• _Task goal_: Using the material below, print the line that contains "for Stratum peers.", the line that contains "#[derive(Parser, Debug)]", and every line in between, exactly and nothing else.

───

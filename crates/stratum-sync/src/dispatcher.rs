//! Pending queue and execution history.
//!
//! The ingress side is a multi-producer crossbeam channel: network threads
//! push decoded commands through cloned [`Sender`]s while the tick thread is
//! the single consumer. The history is a bounded ring that evicts the oldest
//! entry first.

use std::collections::VecDeque;

use crossbeam_channel::{Receiver, Sender};
use stratum_net::PeerId;

use crate::command::{CommandType, GameCommand};

/// Default number of executed commands kept in the history.
pub const DEFAULT_HISTORY_CAPACITY: usize = 1000;

/// Where a queued command came from.
#[derive(Debug, Clone, Copy, PartialEq, Eq)]
pub enum Origin {
    /// Dispatched by this peer.
    Local,
    /// Received over the link from this peer (the host, for clients).
    Remote(PeerId),
}

impl Origin {
    pub fn is_remote(self) -> bool {
        matches!(self, Origin::Remote(_))
    }
}

/// A command waiting for local execution.
#[derive(Debug, Clone)]
pub struct QueuedCommand {
    pub command: GameCommand,
    pub origin: Origin,
}

/// A message of a known command type whose payload failed to decode.
///
/// Handed to the type's handler on the next drain so protocols can react to
/// a broken transfer.
#[derive(Debug, Clone, PartialEq, Eq)]
pub struct MalformedCommand {
    pub command_type: CommandType,
    /// Peer the bytes arrived from.
    pub from: PeerId,
    /// Sender claimed by the header.
    pub sender_id: PeerId,
    pub game_tick: i64,
    pub error: String,
}

/// A command that was applied to local state.
#[derive(Debug, Clone)]
pub struct ExecutedCommand {
    pub command: GameCommand,
    pub origin: Origin,
    /// Local tick at which it was executed.
    pub executed_at: i64,
}

/// FIFO pending queue plus bounded execution history.
pub struct CommandDispatcher {
    ingress_tx: Sender<QueuedCommand>,
    ingress_rx: Receiver<QueuedCommand>,
    malformed_tx: Sender<MalformedCommand>,
    malformed_rx: Receiver<MalformedCommand>,
    history: VecDeque<ExecutedCommand>,
    history_capacity: usize,
}

impl CommandDispatcher {
    /// Create a dispatcher keeping at most `history_capacity` executed
    /// commands.
    pub fn new(history_capacity: usize) -> Self {
        let (ingress_tx, ingress_rx) = crossbeam_channel::unbounded();
        let (malformed_tx, malformed_rx) = crossbeam_channel::unbounded();
        Self {
            ingress_tx,
            ingress_rx,
            malformed_tx,
            malformed_rx,
            history: VecDeque::with_capacity(history_capacity.min(DEFAULT_HISTORY_CAPACITY)),
            history_capacity,
        }
    }

    /// A producer handle that can be moved to other threads.
    pub fn ingress(&self) -> Sender<QueuedCommand> {
        self.ingress_tx.clone()
    }

    /// A producer handle for payloads that failed to decode.
    pub fn malformed_ingress(&self) -> Sender<MalformedCommand> {
        self.malformed_tx.clone()
    }

    /// Take every malformed report queued so far, oldest first.
    pub fn drain_malformed(&self) -> Vec<MalformedCommand> {
        let available = self.malformed_rx.len();
        self.malformed_rx.try_iter().take(available).collect()
    }

    /// Queue a command for the next drain.
    pub fn enqueue(&self, command: GameCommand, origin: Origin) {
        // The dispatcher owns a receiver, so the channel cannot be disconnected.
        let _ = self.ingress_tx.send(QueuedCommand { command, origin });
    }

    /// Number of commands waiting.
    pub fn pending_len(&self) -> usize {
        self.ingress_rx.len()
    }

    /// Take every command queued at the time of the call, in FIFO order.
    /// Commands that arrive while the batch executes wait for the next drain.
    pub fn drain_pending(&self) -> Vec<QueuedCommand> {
        let available = self.ingress_rx.len();
        self.ingress_rx.try_iter().take(available).collect()
    }

    /// Append to the history, evicting the oldest entry when full.
    pub fn record(&mut self, executed: ExecutedCommand) {
        if self.history_capacity == 0 {
            return;
        }
        while self.history.len() >= self.history_capacity {
            self.history.pop_front();
        }
        self.history.push_back(executed);
    }

    /// Executed commands, oldest first.
    pub fn history(&self) -> impl Iterator<Item = &ExecutedCommand> {
        self.history.iter()
    }

    pub fn history_len(&self) -> usize {
        self.history.len()
    }

    pub fn history_capacity(&self) -> usize {
        self.history_capacity
    }

    pub fn clear_history(&mut self) {
        self.history.clear();
    }
}

impl Default for CommandDispatcher {
    fn default() -> Self {
        Self::new(DEFAULT_HISTORY_CAPACITY)
    }
}

#[cfg(test)]
mod tests {
    use super::*;
    use crate::command::CommandPayload;

    fn executed(speed: u8, tick: i64) -> ExecutedCommand {
        ExecutedCommand {
            command: GameCommand::set_speed(speed),
            origin: Origin::Local,
            executed_at: tick,
        }
    }

    #[test]
    fn test_malformed_reports_drain_separately() {
        let dispatcher = CommandDispatcher::default();
        let reports = dispatcher.malformed_ingress();
        reports
            .send(MalformedCommand {
                command_type: CommandType::HardSync,
                from: PeerId(1),
                sender_id: PeerId(1),
                game_tick: 40,
                error: "bad enum".into(),
            })
            .unwrap();

        assert_eq!(dispatcher.pending_len(), 0);
        let drained = dispatcher.drain_malformed();
        assert_eq!(drained.len(), 1);
        assert_eq!(drained[0].command_type, CommandType::HardSync);
        assert!(dispatcher.drain_malformed().is_empty());
    }

    #[test]
    fn test_fifo_order() {
        let dispatcher = CommandDispatcher::default();
        for speed in 1..=3 {
            dispatcher.enqueue(GameCommand::set_speed(speed), Origin::Local);
        }
        let drained = dispatcher.drain_pending();
        let speeds: Vec<_> = drained
            .iter()
            .map(|queued| match queued.command.payload() {
                CommandPayload::SetSpeed(body) => body.speed,
                other => panic!("unexpected payload {other:?}"),
            })
            .collect();
        assert_eq!(speeds, vec![1, 2, 3]);
        assert_eq!(dispatcher.pending_len(), 0);
    }

    #[test]
    fn test_drain_is_a_snapshot() {
        let dispatcher = CommandDispatcher::default();
        dispatcher.enqueue(GameCommand::set_pause(true), Origin::Local);
        let ingress = dispatcher.ingress();

        let batch = dispatcher.drain_pending();
        ingress
            .send(QueuedCommand {
                command: GameCommand::set_pause(false),
                origin: Origin::Remote(PeerId(2)),
            })
            .unwrap();

        assert_eq!(batch.len(), 1);
        assert_eq!(dispatcher.pending_len(), 1);
    }

    #[test]
    fn test_producers_on_other_threads() {
        let dispatcher = CommandDispatcher::default();
        let handles: Vec<_> = (0..4)
            .map(|peer| {
                let ingress = dispatcher.ingress();
                std::thread::spawn(move || {
                    for _ in 0..25 {
                        ingress
                            .send(QueuedCommand {
                                command: GameCommand::set_pause(true),
                                origin: Origin::Remote(PeerId(peer)),
                            })
                            .unwrap();
                    }
                })
            })
            .collect();
        for handle in handles {
            handle.join().unwrap();
        }
        assert_eq!(dispatcher.drain_pending().len(), 100);
    }

    #[test]
    fn test_history_is_bounded() {
        let mut dispatcher = CommandDispatcher::new(1000);
        for tick in 0..1500 {
            dispatcher.record(executed(1, tick));
        }

        assert_eq!(dispatcher.history_len(), 1000);
        let ticks: Vec<_> = dispatcher.history().map(|e| e.executed_at).collect();
        assert_eq!(ticks, (500..1500).collect::<Vec<_>>());
    }

    #[test]
    fn test_zero_capacity_keeps_nothing() {
        let mut dispatcher = CommandDispatcher::new(0);
        dispatcher.record(executed(2, 0));
        assert_eq!(dispatcher.history_len(), 0);
    }

    #[test]
    fn test_origin_is_remote() {
        assert!(Origin::Remote(PeerId(1)).is_remote());
        assert!(!Origin::Local.is_remote());
    }
}
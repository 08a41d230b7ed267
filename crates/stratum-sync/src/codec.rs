//! Wire codec for command messages.
//!
//! ```text
//! offset 0:  1 byte   message type (discriminant)
//! offset 1:  8 bytes  sender peer id (u64)
//! offset 9:  8 bytes  game tick (i64)
//! offset 17: 4 bytes  payload length (i32, bytes that follow)
//! offset 21: N bytes  payload
//! ```
//!
//! All multi-byte header fields are little-endian. The payload is a postcard
//! encoded [`Timestamped`] wrapper around the variant's payload struct.
//! [`decode`] only validates and splits the envelope; turning the payload into
//! a concrete command is the registry's job, via [`decode_payload`].

use serde::Serialize;
use serde::de::DeserializeOwned;
use stratum_net::PeerId;

use crate::command::{CONTROL_DISCRIMINANT_START, CommandHeader, CommandPayload, GameCommand};

/// Size of the fixed envelope header.
pub const HEADER_LEN: usize = 21;

/// Header bytes preserved by [`splice_payload`] (everything before the length).
pub const SPLICE_PREFIX_LEN: usize = 17;

/// Largest payload accepted in either direction.
pub const MAX_PAYLOAD_LEN: usize = 64 * 1024 * 1024;

/// Postcard payload of every command: creation time plus the variant fields.
#[derive(Debug, Clone, PartialEq, Serialize, serde::Deserialize)]
pub struct Timestamped<T> {
    /// Wall-clock creation time in Unix milliseconds.
    pub timestamp_ms: u64,
    /// Variant-specific fields.
    pub body: T,
}

// ---------------------------------------------------------------------------
// Errors
// ---------------------------------------------------------------------------

/// Errors that can occur while decoding an envelope or payload.
#[derive(Debug, thiserror::Error)]
pub enum DecodeError {
    /// Fewer bytes than the fixed header.
    #[error("truncated header: {len} bytes, need {HEADER_LEN}")]
    TruncatedHeader {
        /// Bytes available.
        len: usize,
    },

    /// The signed length field is negative.
    #[error("negative payload length {0}")]
    NegativePayloadLength(i32),

    /// The length field exceeds [`MAX_PAYLOAD_LEN`].
    #[error("payload length {declared} exceeds maximum {max}")]
    PayloadTooLarge {
        /// Length claimed by the header.
        declared: usize,
        /// Configured maximum.
        max: usize,
    },

    /// The length field disagrees with the bytes that follow the header.
    #[error("payload length mismatch: header says {declared}, buffer has {actual}")]
    PayloadLengthMismatch {
        /// Length claimed by the header.
        declared: usize,
        /// Bytes actually present after the header.
        actual: usize,
    },

    /// Postcard rejected the payload structure.
    #[error("malformed payload: {0}")]
    Payload(#[from] postcard::Error),

    /// The payload decoded but left unread bytes behind.
    #[error("{0} trailing bytes after payload")]
    TrailingBytes(usize),

    /// Non-command traffic handed to the command decoder.
    #[error("discriminant 0x{0:02X} is not a command")]
    NotACommand(u8),
}
//! Command-line argument parsing for Stratum peers.

use std::path::PathBuf;

use clap::Parser;

use crate::{Config, PeerRole};

/// Stratum peer command-line arguments.
///
/// CLI values override settings loaded from `config.ron`.
#[derive(Parser, Debug)]
#[command(name = "stratum-peer", about = "Stratum command sync peer")]
pub struct CliArgs {
    /// Run as the session host (relay authority).
    #[arg(long)]
    pub host: bool,

    /// Host address to bind (host) or connect to (client).
    #[arg(long)]
    pub address: Option<String>,

    /// Host port.
    #[arg(long)]
    pub port: Option<u16>,

    /// Display name announced to the host.
    #[arg(long)]
    pub name: Option<String>,

    /// Log level (error, warn, info, debug, trace).
    #[arg(long)]
    pub log_level: Option<String>,

    /// Path to config directory (overrides default location).
    #[arg(long)]
    pub config: Option<PathBuf>,
}

impl Config {
    /// Apply CLI overrides to a loaded config.
    pub fn apply_cli_overrides(&mut self, args: &CliArgs) {
        if args.host {
            self.network.role = PeerRole::Host;
        }
        if let Some(ref addr) = args.address {
            self.network.host_address = addr.clone();
        }
        if let Some(port) = args.port {
            self.network.port = port;
        }
        if let Some(ref name) = args.name {
            self.network.peer_name = name.clone();
        }
        if let Some(ref level) = args.log_level {
            self.debug.log_level = level.clone();
        }
    }
}

#[cfg(test)]
mod tests {
    use super::*;

    fn empty_args() -> CliArgs {
        CliArgs {
            host: false,
            address: None,
            port: None,
            name: None,
            log_level: None,
            config: None,
        }
    }

    #[test]
    fn test_cli_override() {
        let mut config = Config::default();
        let args = CliArgs {
            host: true,
            address: Some("192.168.1.1".to_string()),
            ..empty_args()
        };
        config.apply_cli_overrides(&args);
        assert_eq!(config.network.role, PeerRole::Host);
        assert_eq!(config.network.host_address, "192.168.1.1");
        // Non-overridden fields retain defaults
        assert_eq!(config.network.port, 7777);
        assert_eq!(config.debug.log_level, "info");
    }

    #[test]
    fn test_cli_no_override() {
        let original = Config::default();
        let mut config = Config::default();
        config.apply_cli_overrides(&empty_args());
        assert_eq!(config, original);
    }

    #[test]
    fn test_cli_parses_flags() {
        let args = CliArgs::parse_from([
            "stratum-peer",
            "--host",
            "--port",
            "9100",
            "--log-level",
            "debug",
        ]);
        assert!(args.host);
        assert_eq!(args.port, Some(9100));
        assert_eq!(args.log_level.as_deref(), Some("debug"));
        assert!(args.address.is_none());
    }
}
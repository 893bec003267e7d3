pub mod entity;
pub mod frame;
pub mod scene;
pub mod scheduler;

pub use entity::{
    Behavior, Body, Capabilities, Commands, DrawContext, Entity, FnBehavior, StepContext,
};
pub use frame::{FrameInfo, FrameStats};
pub use scene::{DrawHook, Scene};
pub use scheduler::{FrameDecision, Scheduler, SchedulerState};
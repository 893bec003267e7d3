//! Demo content: a player the camera follows, y-sorted props, short-lived
//! sparks spawned with Space, a world grid under everything and a HUD on top.

use easel_core::{EaselError, EntityId, InputState, Key, Vector2};
use easel_render::{Color, DrawStyle, ImageHandle, LineOptions};
use easel_scene::{Behavior, Body, DrawContext, Entity, FnBehavior, Scene, StepContext};

const PLAYER_SPEED: f32 = 90.0;
const SPRITE_SIZE: u32 = 8;
const SPRITE_SCALE: f32 = 2.0;
const GRID_STEP: f32 = 32.0;
const SPARK_LIFETIME: f64 = 0.6;

const GRID_COLOR: Color = Color::rgba(255, 255, 255, 24);
const PROP_COLOR: Color = Color::rgb(70, 140, 90);
const TRUNK_COLOR: Color = Color::rgb(110, 80, 50);
const SPARK_COLOR: Color = Color::rgb(255, 210, 90);
const SHADOW_COLOR: Color = Color::rgba(0, 0, 0, 90);

struct Player {
    sprite: ImageHandle,
}

impl Player {
    fn heading(input: &InputState) -> Vector2 {
        let axis = |neg: bool, pos: bool| (pos as i8 - neg as i8) as f32;
        let x = axis(
            input.key("ArrowLeft") || input.key("KeyA"),
            input.key("ArrowRight") || input.key("KeyD"),
        );
        let y = axis(
            input.key("ArrowUp") || input.key("KeyW"),
            input.key("ArrowDown") || input.key("KeyS"),
        );
        let heading = Vector2::new(x, y);
        match heading.length() {
            len if len > 0.0 => heading / len,
            _ => Vector2::ZERO,
        }
    }
}

impl Behavior for Player {
    fn step(&mut self, body: &mut Body, ctx: &mut StepContext<'_>) -> Result<(), EaselError> {
        let heading = Self::heading(ctx.input);
        body.position += heading * (PLAYER_SPEED * ctx.dt as f32);
        body.z_index = body.position.y;

        if ctx.input.is_just_pressed(Key::Space) {
            ctx.commands.activate(spark(body.position));
        }
        Ok(())
    }

    fn draw(&self, body: &Body, ctx: &mut DrawContext<'_>) -> Result<(), EaselError> {
        let half = SPRITE_SIZE as f32 * SPRITE_SCALE / 2.0;
        ctx.surface.draw_circle(
            half * 0.8,
            body.position + Vector2::new(0.0, half),
            &DrawStyle::new().fill(SHADOW_COLOR),
        );
        ctx.surface.draw_image(
            &self.sprite,
            body.position - Vector2::new(half, half),
            SPRITE_SCALE,
            &DrawStyle::new(),
        );
        Ok(())
    }
}

/// 8x8 two-tone checker used as the player sprite.
fn player_sprite() -> Result<ImageHandle, EaselError> {
    let mut rgba = Vec::with_capacity((SPRITE_SIZE * SPRITE_SIZE * 4) as usize);
    for y in 0..SPRITE_SIZE {
        for x in 0..SPRITE_SIZE {
            let border = x == 0 || y == 0 || x == SPRITE_SIZE - 1 || y == SPRITE_SIZE - 1;
            let px = match (border, (x + y) % 2 == 0) {
                (true, _) => [20, 20, 30, 255],
                (false, true) => [230, 90, 80, 255],
                (false, false) => [250, 160, 120, 255],
            };
            rgba.extend_from_slice(&px);
        }
    }
    ImageHandle::from_rgba("player", SPRITE_SIZE, SPRITE_SIZE, rgba)
}

fn prop(position: Vector2) -> Entity {
    Entity::new(
        position,
        FnBehavior::new().on_draw(|body, ctx| {
            ctx.surface.draw_rect(
                body.position - Vector2::new(2.0, 6.0),
                Vector2::new(4.0, 8.0),
                &DrawStyle::new().fill(TRUNK_COLOR),
            );
            ctx.surface.draw_circle(
                9.0,
                body.position - Vector2::new(0.0, 12.0),
                &DrawStyle::new()
                    .fill(PROP_COLOR)
                    .stroke(Color::BLACK)
                    .line_width(1.0),
            );
            Ok(())
        }),
    )
}

/// A spark that drifts upward and removes itself after `SPARK_LIFETIME`.
fn spark(origin: Vector2) -> Entity {
    let mut age = 0.0;
    Entity::new(
        origin,
        FnBehavior::new()
            .on_step(move |body, ctx| {
                age += ctx.dt;
                body.position.y -= 40.0 * ctx.dt as f32;
                if age >= SPARK_LIFETIME {
                    ctx.commands.deactivate(body.id);
                }
                Ok(())
            })
            .on_draw(|body, ctx| {
                ctx.surface.draw_circle(
                    2.0,
                    body.position,
                    &DrawStyle::new().fill(SPARK_COLOR),
                );
                Ok(())
            }),
    )
    // Sparks float above everything in the world.
    .with_z_index(f32::MAX)
}

fn draw_grid(ctx: &mut DrawContext<'_>) -> Result<(), EaselError> {
    let style = DrawStyle::new().stroke(GRID_COLOR);
    let straight = LineOptions::new();
    for i in -10..=10 {
        let offset = i as f32 * GRID_STEP;
        let extent = 10.0 * GRID_STEP;
        ctx.surface.draw_line(
            Vector2::new(offset, -extent),
            Vector2::new(offset, extent),
            &straight,
            &style,
        );
        ctx.surface.draw_line(
            Vector2::new(-extent, offset),
            Vector2::new(extent, offset),
            &straight,
            &style,
        );
    }
    Ok(())
}

fn draw_hud(ctx: &mut DrawContext<'_>) -> Result<(), EaselError> {
    let (width, height) = {
        let size = ctx.surface.options().logical_size();
        (size.x, size.y)
    };
    let hud = DrawStyle::new().overlay();
    ctx.surface.draw_text(
        &format!("{:.0} fps", ctx.frame.fps),
        Vector2::new(4.0, 4.0),
        &hud,
    );
    if ctx.frame.paused {
        ctx.surface.draw_text(
            "paused (P to resume, N to step)",
            Vector2::new(4.0, 14.0),
            &hud.clone().fill(SPARK_COLOR),
        );
    }
    // Frame border, drawn as a closed path in surface space.
    ctx.surface.draw_path(
        &[
            Vector2::new(0.5, 0.5),
            Vector2::new(width - 0.5, 0.5),
            Vector2::new(width - 0.5, height - 0.5),
            Vector2::new(0.5, height - 0.5),
            Vector2::new(0.5, 0.5),
        ],
        &DrawStyle::new().overlay().stroke(GRID_COLOR),
    )
}

/// Fill `scene` with the demo content. Returns the player's id.
pub fn populate(scene: &mut Scene) -> Result<EntityId, EaselError> {
    let player = scene.activate(Entity::new(
        Vector2::ZERO,
        Player {
            sprite: player_sprite()?,
        },
    ));

    for row in -3..=3 {
        for col in -4..=4 {
            if (row + col) % 3 != 0 || (row == 0 && col == 0) {
                continue;
            }
            let jitter = Vector2::new((col * 7 % 5) as f32, (row * 11 % 7) as f32);
            let position = Vector2::new(col as f32, row as f32) * (GRID_STEP * 2.0) + jitter;
            scene.activate(prop(position.snap(1.0)));
        }
    }

    scene.set_before_draw(draw_grid);
    scene.set_after_draw(draw_hud);
    scene.set_camera_target(player)?;
    log::info!("Demo scene: {} entities, following {}", scene.len(), player);
    Ok(player)
}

───

• _Solution to the problem_:
//! Command-line argument parsing for Stratum peers.

use std::path::PathBuf;

use clap::Parser;

use crate::{Config, PeerRole};

/// Stratum peer command-line arguments.
///
/// CLI values override settings loaded from `config.ron`.
#[derive(Parser, Debug)]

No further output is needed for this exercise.